| RECORDS FOR THE TASK |
--- --- ---

//! Application state.
//!
//! Everything a handler needs hangs off one `Arc<AppState>`: configuration,
//! the download store, the injected extraction provider, and the download
//! orchestrator built from both. There is no per-request mutable state.

use std::sync::Arc;
use std::time::Instant;

use vidrelay_core::Config;
use vidrelay_extractor::ExtractionProvider;
use vidrelay_storage::DownloadStore;

use crate::services::downloader::Downloader;

#[derive(Clone)]
pub struct AppState {
    pub config: Config,
    pub store: Arc<DownloadStore>,
    pub provider: Arc<dyn ExtractionProvider>,
    pub downloader: Downloader,
    pub started_at: Instant,
}

impl AppState {
    pub fn new(
        config: Config,
        store: Arc<DownloadStore>,
        provider: Arc<dyn ExtractionProvider>,
    ) -> Self {
        let downloader = Downloader::new(provider.clone(), store.clone());
        AppState {
            config,
            store,
            provider,
            downloader,
            started_at: Instant::now(),
        }
    }
}

fn _assert_app_state_send_sync() {
    fn assert_send<T: Send>() {}
    fn assert_sync<T: Sync>() {}
    assert_send::<AppState>();
    assert_sync::<AppState>();
}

--- --- ---

| TASK DIRECTIONS |
Each line of the material that has the word "Instant" belongs in the answer.

| SOLUTION TO THIS TASK |
use std::time::Instant;
    pub started_at: Instant,
            started_at: Instant::now(),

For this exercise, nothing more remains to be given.